● YOUR GOAL
Repeat only the stretch of lines below that runs from the line with "filename libraries/openmusic-storage/tests/access_tests.rs" through the line with "async fn test_roles_resolve_from_single_lookup()", unaltered.

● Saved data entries
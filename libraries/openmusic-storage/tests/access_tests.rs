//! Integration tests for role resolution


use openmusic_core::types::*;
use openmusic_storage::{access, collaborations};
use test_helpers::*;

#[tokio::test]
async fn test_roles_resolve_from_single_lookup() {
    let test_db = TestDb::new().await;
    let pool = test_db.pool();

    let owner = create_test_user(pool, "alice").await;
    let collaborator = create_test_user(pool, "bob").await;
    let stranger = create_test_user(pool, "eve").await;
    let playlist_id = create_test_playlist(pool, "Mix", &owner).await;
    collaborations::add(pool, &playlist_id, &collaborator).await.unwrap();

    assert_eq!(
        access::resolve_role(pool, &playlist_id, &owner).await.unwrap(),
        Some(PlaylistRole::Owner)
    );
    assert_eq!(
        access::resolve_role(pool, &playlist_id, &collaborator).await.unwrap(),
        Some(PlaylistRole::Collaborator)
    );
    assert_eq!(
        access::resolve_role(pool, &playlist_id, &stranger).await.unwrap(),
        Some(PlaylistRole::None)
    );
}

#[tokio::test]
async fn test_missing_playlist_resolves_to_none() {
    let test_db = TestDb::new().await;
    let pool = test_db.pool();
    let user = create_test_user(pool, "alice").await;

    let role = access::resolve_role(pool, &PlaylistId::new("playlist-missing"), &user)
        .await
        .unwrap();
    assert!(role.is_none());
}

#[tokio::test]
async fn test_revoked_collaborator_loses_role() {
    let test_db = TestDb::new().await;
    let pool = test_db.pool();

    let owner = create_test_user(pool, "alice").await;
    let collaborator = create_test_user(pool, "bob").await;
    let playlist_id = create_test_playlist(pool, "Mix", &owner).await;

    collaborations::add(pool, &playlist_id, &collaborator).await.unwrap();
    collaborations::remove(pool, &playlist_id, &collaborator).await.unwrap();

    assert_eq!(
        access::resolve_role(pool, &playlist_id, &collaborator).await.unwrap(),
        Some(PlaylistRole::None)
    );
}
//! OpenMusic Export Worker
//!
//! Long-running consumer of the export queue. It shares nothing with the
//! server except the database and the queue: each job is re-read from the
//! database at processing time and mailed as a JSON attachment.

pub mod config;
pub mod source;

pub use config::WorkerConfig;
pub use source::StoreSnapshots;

...

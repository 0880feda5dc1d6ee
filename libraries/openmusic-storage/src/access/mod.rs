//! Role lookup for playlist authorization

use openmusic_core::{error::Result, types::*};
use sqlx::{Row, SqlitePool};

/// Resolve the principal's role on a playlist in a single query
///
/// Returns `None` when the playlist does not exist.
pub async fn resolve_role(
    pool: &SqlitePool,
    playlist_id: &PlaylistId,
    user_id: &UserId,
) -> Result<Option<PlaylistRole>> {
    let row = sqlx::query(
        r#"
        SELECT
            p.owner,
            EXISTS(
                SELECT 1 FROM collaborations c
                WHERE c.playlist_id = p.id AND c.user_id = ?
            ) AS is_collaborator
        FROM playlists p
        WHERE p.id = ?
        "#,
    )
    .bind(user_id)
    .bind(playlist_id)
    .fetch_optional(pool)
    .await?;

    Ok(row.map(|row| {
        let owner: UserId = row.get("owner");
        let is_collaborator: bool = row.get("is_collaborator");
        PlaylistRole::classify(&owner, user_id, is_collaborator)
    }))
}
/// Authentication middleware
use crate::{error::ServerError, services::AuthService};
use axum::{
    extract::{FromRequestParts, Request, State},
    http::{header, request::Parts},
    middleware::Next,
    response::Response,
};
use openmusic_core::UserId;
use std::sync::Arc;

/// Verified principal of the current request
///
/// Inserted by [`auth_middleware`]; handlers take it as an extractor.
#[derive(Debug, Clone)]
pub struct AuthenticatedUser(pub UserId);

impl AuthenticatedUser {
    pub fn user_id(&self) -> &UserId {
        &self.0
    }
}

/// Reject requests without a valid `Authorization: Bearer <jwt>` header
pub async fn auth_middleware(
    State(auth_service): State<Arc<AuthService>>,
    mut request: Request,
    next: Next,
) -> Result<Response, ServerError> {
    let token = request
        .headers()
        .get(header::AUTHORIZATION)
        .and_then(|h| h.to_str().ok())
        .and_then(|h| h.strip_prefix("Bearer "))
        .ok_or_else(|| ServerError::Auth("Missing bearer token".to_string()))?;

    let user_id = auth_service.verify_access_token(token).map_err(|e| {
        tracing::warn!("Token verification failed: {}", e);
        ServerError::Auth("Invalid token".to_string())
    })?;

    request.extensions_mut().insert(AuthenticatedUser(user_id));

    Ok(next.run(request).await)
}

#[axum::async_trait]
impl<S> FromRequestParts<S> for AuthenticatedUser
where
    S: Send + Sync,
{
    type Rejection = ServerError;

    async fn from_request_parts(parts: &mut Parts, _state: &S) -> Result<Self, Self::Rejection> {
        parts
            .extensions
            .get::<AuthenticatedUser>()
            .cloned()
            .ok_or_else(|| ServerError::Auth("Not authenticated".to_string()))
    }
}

==

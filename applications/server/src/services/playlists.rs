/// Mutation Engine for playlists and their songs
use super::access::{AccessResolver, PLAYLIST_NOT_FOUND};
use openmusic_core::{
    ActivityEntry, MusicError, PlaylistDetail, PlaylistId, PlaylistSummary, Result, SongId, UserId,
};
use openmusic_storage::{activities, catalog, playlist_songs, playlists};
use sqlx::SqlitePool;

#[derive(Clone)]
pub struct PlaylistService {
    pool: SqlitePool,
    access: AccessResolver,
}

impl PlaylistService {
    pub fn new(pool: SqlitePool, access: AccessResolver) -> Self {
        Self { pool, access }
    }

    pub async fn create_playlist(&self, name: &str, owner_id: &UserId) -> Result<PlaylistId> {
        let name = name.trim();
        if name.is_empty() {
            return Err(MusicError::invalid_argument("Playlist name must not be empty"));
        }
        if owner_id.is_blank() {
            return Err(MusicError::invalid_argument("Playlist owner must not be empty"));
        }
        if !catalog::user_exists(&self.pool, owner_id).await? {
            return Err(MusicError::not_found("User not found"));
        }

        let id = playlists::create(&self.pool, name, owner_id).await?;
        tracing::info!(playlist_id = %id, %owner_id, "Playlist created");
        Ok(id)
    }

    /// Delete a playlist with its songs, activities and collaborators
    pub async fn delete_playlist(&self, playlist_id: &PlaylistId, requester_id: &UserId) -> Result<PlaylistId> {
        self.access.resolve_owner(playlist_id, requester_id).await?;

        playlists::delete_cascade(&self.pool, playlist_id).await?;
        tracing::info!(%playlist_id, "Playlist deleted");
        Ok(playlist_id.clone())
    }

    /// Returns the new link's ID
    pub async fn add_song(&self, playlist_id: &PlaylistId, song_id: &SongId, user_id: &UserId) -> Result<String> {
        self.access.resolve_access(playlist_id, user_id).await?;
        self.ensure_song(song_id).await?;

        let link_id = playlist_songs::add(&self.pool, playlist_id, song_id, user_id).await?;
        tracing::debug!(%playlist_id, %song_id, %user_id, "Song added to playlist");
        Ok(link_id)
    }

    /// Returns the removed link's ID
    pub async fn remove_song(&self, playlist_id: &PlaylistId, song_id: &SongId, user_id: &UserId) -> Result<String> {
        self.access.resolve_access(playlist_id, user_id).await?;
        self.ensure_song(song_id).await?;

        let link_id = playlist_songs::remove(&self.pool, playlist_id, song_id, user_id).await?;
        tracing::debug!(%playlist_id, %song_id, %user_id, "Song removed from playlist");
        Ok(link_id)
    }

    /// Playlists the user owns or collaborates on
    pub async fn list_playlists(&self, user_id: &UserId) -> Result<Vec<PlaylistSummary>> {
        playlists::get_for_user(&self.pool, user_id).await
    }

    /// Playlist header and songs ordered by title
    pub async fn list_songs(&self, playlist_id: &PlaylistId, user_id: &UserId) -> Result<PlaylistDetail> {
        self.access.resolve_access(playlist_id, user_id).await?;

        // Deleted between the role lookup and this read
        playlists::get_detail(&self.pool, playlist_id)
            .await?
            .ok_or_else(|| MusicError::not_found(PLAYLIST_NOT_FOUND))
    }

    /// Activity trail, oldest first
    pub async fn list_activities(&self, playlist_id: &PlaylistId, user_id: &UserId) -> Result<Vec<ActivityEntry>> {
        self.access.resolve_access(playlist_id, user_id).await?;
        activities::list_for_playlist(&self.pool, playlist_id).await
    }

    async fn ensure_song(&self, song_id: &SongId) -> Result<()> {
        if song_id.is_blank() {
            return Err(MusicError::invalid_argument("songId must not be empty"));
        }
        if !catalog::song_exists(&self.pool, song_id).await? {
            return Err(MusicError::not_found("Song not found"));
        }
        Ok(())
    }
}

● WRITTEN REPLY
filename libraries/openmusic-storage/tests/access_tests.rs
//! Integration tests for role resolution


use openmusic_core::types::*;
use openmusic_storage::{access, collaborations};
use test_helpers::*;

#[tokio::test]
async fn test_roles_resolve_from_single_lookup() {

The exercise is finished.